• **Stored data entries**
_ _ _

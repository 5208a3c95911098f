//! Interface to the external page-buffer layer.
//!
//! The slotted page operates on buffers it does not own. This module defines
//! the fix/unfix protocol those buffers come from: a caller fixes a page for
//! exclusive access, mutates it through [`SlottedPage`](crate::SlottedPage),
//! then unfixes it declaring whether it was modified so the pager knows to
//! persist it. [`MemoryPager`] is a minimal implementation with no eviction
//! and no disk, enough for tests and in-memory callers.

use crate::error::{StorageError, StorageResult};
use crate::page::{PageId, PAGE_SIZE};
use log::trace;

/// Counters a pager keeps about its own activity. Owned by the pager instance
/// rather than living in process-wide state, so callers that want metrics ask
/// the pager they injected.
#[derive(Debug, Default, Clone, PartialEq, Eq)]
pub struct PagerStats {
    pub allocations: u64,
    pub fixes: u64,
    pub unfixes: u64,
    pub dirty_marks: u64,
}

/// Fix/unfix protocol of the page-buffer layer.
///
/// A fixed page is exclusively owned by the caller until it is unfixed; the
/// returned buffer must not be retained past that point. Pages are iterated
/// in file order via [`first_page`](Pager::first_page) /
/// [`next_page`](Pager::next_page), with `None` as the end-of-file signal.
pub trait Pager {
    /// Allocate a new zeroed page and return its id. The page is not fixed.
    fn alloc_page(&mut self) -> StorageResult<PageId>;

    /// Fix a page for exclusive access and return its buffer.
    fn fix_page(&mut self, page_id: PageId) -> StorageResult<&mut [u8; PAGE_SIZE]>;

    /// Release a fixed page, declaring whether it was modified.
    fn unfix_page(&mut self, page_id: PageId, dirty: bool) -> StorageResult<()>;

    /// First page of the file, if any.
    fn first_page(&self) -> Option<PageId>;

    /// Page following `page_id` in file order, if any.
    fn next_page(&self, page_id: PageId) -> Option<PageId>;
}

struct Frame {
    data: Box<[u8; PAGE_SIZE]>,
    fixed: bool,
    dirty: bool,
}

impl Frame {
    fn new() -> Self {
        Self {
            data: Box::new([0u8; PAGE_SIZE]),
            fixed: false,
            dirty: false,
        }
    }
}

/// In-memory pager: every page stays resident, nothing is ever written out.
pub struct MemoryPager {
    frames: Vec<Frame>,
    stats: PagerStats,
}

impl MemoryPager {
    pub fn new() -> Self {
        Self {
            frames: Vec::new(),
            stats: PagerStats::default(),
        }
    }

    pub fn stats(&self) -> &PagerStats {
        &self.stats
    }

    /// Whether a page was ever unfixed as modified.
    pub fn is_dirty(&self, page_id: PageId) -> StorageResult<bool> {
        let frame = self
            .frames
            .get(page_id.0 as usize)
            .ok_or(StorageError::PageNotFound(page_id))?;
        Ok(frame.dirty)
    }

    fn frame_mut(&mut self, page_id: PageId) -> StorageResult<&mut Frame> {
        self.frames
            .get_mut(page_id.0 as usize)
            .ok_or(StorageError::PageNotFound(page_id))
    }
}

impl Default for MemoryPager {
    fn default() -> Self {
        Self::new()
    }
}

impl Pager for MemoryPager {
    fn alloc_page(&mut self) -> StorageResult<PageId> {
        let page_id = PageId(self.frames.len() as u32);
        self.frames.push(Frame::new());
        self.stats.allocations += 1;
        trace!("allocated page {}", page_id);
        Ok(page_id)
    }

    fn fix_page(&mut self, page_id: PageId) -> StorageResult<&mut [u8; PAGE_SIZE]> {
        self.stats.fixes += 1;
        trace!("fix page {}", page_id);
        let frame = self.frame_mut(page_id)?;
        frame.fixed = true;
        Ok(&mut frame.data)
    }

    fn unfix_page(&mut self, page_id: PageId, dirty: bool) -> StorageResult<()> {
        let frame = self.frame_mut(page_id)?;
        if !frame.fixed {
            return Err(StorageError::PageNotFixed(page_id));
        }
        frame.fixed = false;
        frame.dirty |= dirty;
        self.stats.unfixes += 1;
        if dirty {
            self.stats.dirty_marks += 1;
        }
        trace!("unfix page {} (dirty: {})", page_id, dirty);
        Ok(())
    }

    fn first_page(&self) -> Option<PageId> {
        (!self.frames.is_empty()).then_some(PageId(0))
    }

    fn next_page(&self, page_id: PageId) -> Option<PageId> {
        let next = page_id.0 as usize + 1;
        (next < self.frames.len()).then(|| PageId(next as u32))
    }
}

#[cfg(test)]
mod tests {
    use super::*;

    #[test]
    fn test_alloc_and_fix() -> StorageResult<()> {
        let mut pager = MemoryPager::new();

        let page_id = pager.alloc_page()?;
        assert_eq!(page_id, PageId(0));

        let buf = pager.fix_page(page_id)?;
        assert!(buf.iter().all(|&b| b == 0));
        buf[0] = 42;
        pager.unfix_page(page_id, true)?;

        let buf = pager.fix_page(page_id)?;
        assert_eq!(buf[0], 42);
        pager.unfix_page(page_id, false)?;

        Ok(())
    }

    #[test]
    fn test_fix_unknown_page() {
        let mut pager = MemoryPager::new();
        assert!(matches!(
            pager.fix_page(PageId(3)),
            Err(StorageError::PageNotFound(_))
        ));
    }

    #[test]
    fn test_unfix_requires_fix() -> StorageResult<()> {
        let mut pager = MemoryPager::new();
        let page_id = pager.alloc_page()?;

        assert!(matches!(
            pager.unfix_page(page_id, false),
            Err(StorageError::PageNotFixed(_))
        ));
        Ok(())
    }

    #[test]
    fn test_dirty_marking_sticks() -> StorageResult<()> {
        let mut pager = MemoryPager::new();
        let page_id = pager.alloc_page()?;

        pager.fix_page(page_id)?;
        pager.unfix_page(page_id, true)?;
        pager.fix_page(page_id)?;
        pager.unfix_page(page_id, false)?;

        // A clean unfix does not clear an earlier dirty mark.
        assert!(pager.is_dirty(page_id)?);
        Ok(())
    }

    #[test]
    fn test_stats_counting() -> StorageResult<()> {
        let mut pager = MemoryPager::new();
        let a = pager.alloc_page()?;
        let b = pager.alloc_page()?;

        pager.fix_page(a)?;
        pager.unfix_page(a, true)?;
        pager.fix_page(b)?;
        pager.unfix_page(b, false)?;

        let stats = pager.stats();
        assert_eq!(stats.allocations, 2);
        assert_eq!(stats.fixes, 2);
        assert_eq!(stats.unfixes, 2);
        assert_eq!(stats.dirty_marks, 1);
        Ok(())
    }

    #[test]
    fn test_page_iteration() -> StorageResult<()> {
        let mut pager = MemoryPager::new();
        assert_eq!(pager.first_page(), None);

        let ids: Vec<PageId> = (0..3).map(|_| pager.alloc_page()).collect::<StorageResult<_>>()?;

        let mut seen = Vec::new();
        let mut current = pager.first_page();
        while let Some(page_id) = current {
            seen.push(page_id);
            current = pager.next_page(page_id);
        }
        assert_eq!(seen, ids);
        Ok(())
    }
}
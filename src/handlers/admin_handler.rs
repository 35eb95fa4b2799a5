use axum::{
    extract::{Path, Query, State},
    response::IntoResponse,
    Json,
};
use serde::Deserialize;
use serde_json::json;
use std::sync::Arc;

use crate::error::AuthError;
use crate::middleware::auth::Identity;
use crate::models::role::Role;
use crate::AppState;

#[derive(Debug, Default, Deserialize)]
pub struct UserListQuery {
    pub role: Option<Role>,
}

/// 管理员：用户及其角色，可用 `?role=` 过滤
pub async fn list_users(
    State(state): State<Arc<AppState>>,
    Query(query): Query<UserListQuery>,
) -> Result<impl IntoResponse, AuthError> {
    let users = state.store.list_users(query.role).await?;
    Ok(Json(json!({
        "success": true,
        "count": users.len(),
        "data": users,
    })))
}

/// 管理员：所有卖家
pub async fn list_sellers(State(state): State<Arc<AppState>>) -> Result<impl IntoResponse, AuthError> {
    let sellers = state.store.list_users(Some(Role::Seller)).await?;
    Ok(Json(json!({
        "success": true,
        "count": sellers.len(),
        "data": sellers,
    })))
}

/// 管理员：授予卖家角色，下一次刷新令牌时生效
pub async fn grant_seller(
    State(state): State<Arc<AppState>>,
    identity: Identity,
    Path(user_id): Path<i32>,
) -> Result<impl IntoResponse, AuthError> {
    if state.store.find_user_by_id(user_id).await?.is_none() {
        return Err(AuthError::NotFound(format!("user {} not found", user_id)));
    }

    state.store.grant_role(user_id, Role::Seller).await?;
    tracing::info!(admin_id = identity.user_id, user_id, "已授予卖家角色");

    Ok(Json(json!({
        "success": true,
        "message": "Seller role assigned successfully",
    })))
}

/// 管理员：移除卖家角色
pub async fn revoke_seller(
    State(state): State<Arc<AppState>>,
    identity: Identity,
    Path(user_id): Path<i32>,
) -> Result<impl IntoResponse, AuthError> {
    let removed = state.store.remove_role(user_id, Role::Seller).await?;
    if removed == 0 {
        return Err(AuthError::NotFound(format!(
            "user {} does not hold the seller role",
            user_id
        )));
    }
    tracing::info!(admin_id = identity.user_id, user_id, "已移除卖家角色");

    Ok(Json(json!({
        "success": true,
        "message": "Seller role removed successfully",
    })))
}

/// 卖家后台入口
pub async fn seller_dashboard(identity: Identity) -> impl IntoResponse {
    Json(json!({
        "success": true,
        "message": "Welcome to seller dashboard!",
        "data": identity,
    }))
}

_ _ _

• **WHAT TO DO**
Reproduce the lines above, beginning at the line with "assert_eq!(stats.fixes, 2);" and stopping after the line with "state.store.grant_role(user_id, Role::Seller).await?;", exactly as they are.

• **RESPONSE TO THE TASK**
        assert_eq!(stats.fixes, 2);
        assert_eq!(stats.unfixes, 2);
        assert_eq!(stats.dirty_marks, 1);
        Ok(())
    }

    #[test]
    fn test_page_iteration() -> StorageResult<()> {
        let mut pager = MemoryPager::new();
        assert_eq!(pager.first_page(), None);

        let ids: Vec<PageId> = (0..3).map(|_| pager.alloc_page()).collect::<StorageResult<_>>()?;

        let mut seen = Vec::new();
        let mut current = pager.first_page();
        while let Some(page_id) = current {
            seen.push(page_id);
            current = pager.next_page(page_id);
        }
        assert_eq!(seen, ids);
        Ok(())
    }
}
filename src/handlers/admin_handler.rs
repository 35eb95fa4b2799a5
use axum::{
    extract::{Path, Query, State},
    response::IntoResponse,
    Json,
};
use serde::Deserialize;
use serde_json::json;
use std::sync::Arc;

use crate::error::AuthError;
use crate::middleware::auth::Identity;
use crate::models::role::Role;
use crate::AppState;

#[derive(Debug, Default, Deserialize)]
pub struct UserListQuery {
    pub role: Option<Role>,
}

/// 管理员：用户及其角色，可用 `?role=` 过滤
pub async fn list_users(
    State(state): State<Arc<AppState>>,
    Query(query): Query<UserListQuery>,
) -> Result<impl IntoResponse, AuthError> {
    let users = state.store.list_users(query.role).await?;
    Ok(Json(json!({
        "success": true,
        "count": users.len(),
        "data": users,
    })))
}

/// 管理员：所有卖家
pub async fn list_sellers(State(state): State<Arc<AppState>>) -> Result<impl IntoResponse, AuthError> {
    let sellers = state.store.list_users(Some(Role::Seller)).await?;
    Ok(Json(json!({
        "success": true,
        "count": sellers.len(),
        "data": sellers,
    })))
}

/// 管理员：授予卖家角色，下一次刷新令牌时生效
pub async fn grant_seller(
    State(state): State<Arc<AppState>>,
    identity: Identity,
    Path(user_id): Path<i32>,
) -> Result<impl IntoResponse, AuthError> {
    if state.store.find_user_by_id(user_id).await?.is_none() {
        return Err(AuthError::NotFound(format!("user {} not found", user_id)));
    }

    state.store.grant_role(user_id, Role::Seller).await?;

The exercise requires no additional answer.